The Crown Heights native takes pride in opening a space that people from all walks of live can indulge in. Whether they’re meeting up with friends or grabbing coffee with coworkers, Michel says Ciao Bella serves as an all-inclusive stop for the neighborhood.
“For me being a native New Yorker, it’s been really great being a part of creating spaces for the community that I was raised in and brought me up,” she said.“I really do feel firmly rooted in this community with our customers and consumers and the people around us. We’ve definitely created a family.”
Mento, a Swiss Italian, says he grew up always being around coffee. When he moved to the states, one of his first jobs was working as a barista in Manhattan. It was there where he got the idea to own his own business one day.
After extensive research and visiting over 20 locations, Mento found the 284 Clarkson Ave. building. From there, he recruited friends to help renovate the place as he began building his brand. He considers having to learn the ins and outs of owning a small business one of the most rewarding parts of opening the cafe.
“You have to learn everything in terms of when you start. You’re making coffee, cleaning, accounting, marketing. You do everything. That was a very exciting part personally to improve myself and learn stuff I’d never heard about,” he said.
He also worked with local artists to bring a Brooklyn feel to the cafe. One local designer made a piece that now stands as a unique back wall in the cafe’s small but inviting space.

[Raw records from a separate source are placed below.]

// Session configuration.
//
// `SessionConfig` carries every tunable of the coordination layer. All fields
// have defaults (`#[serde(default)]`), so a JSON config file only needs the
// keys it overrides; the `host` binary then applies command-line overrides on
// top. Durations are stored as integer milliseconds to keep the file format
// flat, with `Duration` accessors for the code that uses them.
//
// Joining peers use the same struct for their heartbeat timing and handshake
// timeout so both ends of a connection agree on liveness without extra
// negotiation.

use std::fs;
use std::path::{Path, PathBuf};
use std::time::Duration;

use serde::{Deserialize, Serialize};
use wayfarer_protocol::GameVersion;

use crate::error::ConfigError;

/// Version this build of the game reports during the handshake.
pub fn build_game_version() -> GameVersion {
    env!("CARGO_PKG_VERSION")
        .parse()
        .unwrap_or(GameVersion::new(0, 1, 0))
}

#[derive(Clone, Debug, PartialEq, Serialize, Deserialize)]
#[serde(default)]
pub struct SessionConfig {
    /// Interface the host listens on.
    pub bind_address: String,
    /// Listening port. 0 lets the OS pick one (tests).
    pub port: u16,
    pub session_name: String,
    /// Version this process admits joiners against.
    pub game_version: GameVersion,
    pub heartbeat_interval_ms: u64,
    /// A peer silent for `interval * multiplier` is removed.
    pub heartbeat_timeout_multiplier: u32,
    pub vote_timeout_ms: u64,
    /// Minimum time between two leadership transfers.
    pub leadership_cooldown_ms: u64,
    /// Roster size limit, host included. Also bounds inbound connections.
    pub max_peers: u32,
    /// How long a new connection has to send `Connect`.
    pub handshake_timeout_ms: u64,
    /// Directory for host save slots. Saves are refused when unset.
    pub save_dir: Option<PathBuf>,
}

impl Default for SessionConfig {
    fn default() -> Self {
        Self {
            bind_address: "0.0.0.0".into(),
            port: 7777,
            session_name: "wayfarer-session".into(),
            game_version: build_game_version(),
            heartbeat_interval_ms: 5_000,
            heartbeat_timeout_multiplier: 3,
            vote_timeout_ms: 30_000,
            leadership_cooldown_ms: 60_000,
            max_peers: 4,
            handshake_timeout_ms: 5_000,
            save_dir: None,
        }
    }
}

impl SessionConfig {
    /// Parse a config from JSON text. Missing keys take their defaults.
    pub fn from_json(json: &str) -> Result<Self, ConfigError> {
        let config: SessionConfig = serde_json::from_str(json)?;
        config.validate()?;
        Ok(config)
    }

    pub fn from_json_file(path: &Path) -> Result<Self, ConfigError> {
        let text = fs::read_to_string(path).map_err(|source| ConfigError::Read {
            path: path.to_path_buf(),
            source,
        })?;
        Self::from_json(&text)
    }

    /// Reject values the session can't run with.
    pub fn validate(&self) -> Result<(), ConfigError> {
        if self.heartbeat_interval_ms == 0 {
            return Err(ConfigError::Invalid("heartbeat_interval_ms must be > 0"));
        }
        if self.heartbeat_timeout_multiplier == 0 {
            return Err(ConfigError::Invalid(
                "heartbeat_timeout_multiplier must be > 0",
            ));
        }
        if self.vote_timeout_ms == 0 {
            return Err(ConfigError::Invalid("vote_timeout_ms must be > 0"));
        }
        if self.max_peers == 0 {
            return Err(ConfigError::Invalid("max_peers must be > 0"));
        }
        if self.handshake_timeout_ms == 0 {
            return Err(ConfigError::Invalid("handshake_timeout_ms must be > 0"));
        }
        Ok(())
    }

    pub fn heartbeat_interval(&self) -> Duration {
        Duration::from_millis(self.heartbeat_interval_ms)
    }

    pub fn heartbeat_timeout(&self) -> Duration {
        self.heartbeat_interval() * self.heartbeat_timeout_multiplier
    }

    pub fn vote_timeout(&self) -> Duration {
        Duration::from_millis(self.vote_timeout_ms)
    }

    pub fn leadership_cooldown(&self) -> Duration {
        Duration::from_millis(self.leadership_cooldown_ms)
    }

    pub fn handshake_timeout(&self) -> Duration {
        Duration::from_millis(self.handshake_timeout_ms)
    }
}

#[cfg(test)]
mod tests {
    use super::*;

    #[test]
    fn defaults_match_documented_values() {
        let c = SessionConfig::default();
        assert_eq!(c.port, 7777);
        assert_eq!(c.heartbeat_interval(), Duration::from_secs(5));
        assert_eq!(c.heartbeat_timeout(), Duration::from_secs(15));
        assert_eq!(c.vote_timeout(), Duration::from_secs(30));
        assert_eq!(c.leadership_cooldown(), Duration::from_secs(60));
        assert_eq!(c.max_peers, 4);
    }

    #[test]
    fn partial_json_keeps_other_defaults() {
        let c = SessionConfig::from_json(r#"{"port": 9000, "game_version": "2.1.0"}"#).unwrap();
        assert_eq!(c.port, 9000);
        assert_eq!(c.game_version, GameVersion::new(2, 1, 0));
        assert_eq!(c.max_peers, 4);
        assert_eq!(c.heartbeat_interval_ms, 5_000);
    }

    #[test]
    fn zero_interval_rejected() {
        let err = SessionConfig::from_json(r#"{"heartbeat_interval_ms": 0}"#).unwrap_err();
        assert!(matches!(err, ConfigError::Invalid(_)));
    }

    #[test]
    fn zero_handshake_timeout_rejected() {
        let err = SessionConfig::from_json(r#"{"handshake_timeout_ms": 0}"#).unwrap_err();
        assert!(matches!(
            err,
            ConfigError::Invalid("handshake_timeout_ms must be > 0")
        ));
        let c = SessionConfig {
            handshake_timeout_ms: 0,
            ..SessionConfig::default()
        };
        assert!(c.validate().is_err());
    }

    #[test]
    fn bad_json_is_parse_error() {
        let err = SessionConfig::from_json("{port: }").unwrap_err();
        assert!(matches!(err, ConfigError::Parse(_)));
    }

    #[test]
    fn missing_file_is_read_error() {
        let err =
            SessionConfig::from_json_file(Path::new("/nonexistent/wayfarer.json")).unwrap_err();
        assert!(matches!(err, ConfigError::Read { .. }));
    }
}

“I deal with people that work here and people that live here and it’s beautiful. You start to know each customer individually, personally. Some become your friends,” Mento told Brooklyn Paper. “I don’t like when business owners say ‘I’m building community.’ I’m not building community. I’m building customers, and the community was already here.”
According to CJ Woodruff, a barista at the coffeehouse, nights like this past Saturday are what make Ciao Bello so special.
“The events are super fun. I think it’s just about community. Bringing people together and I like being a part of it. I think that at Ciao that’s what we focus on – bringing people together, she said. “Our main focus is opening up spaces for people to have fun and just enjoy the space.”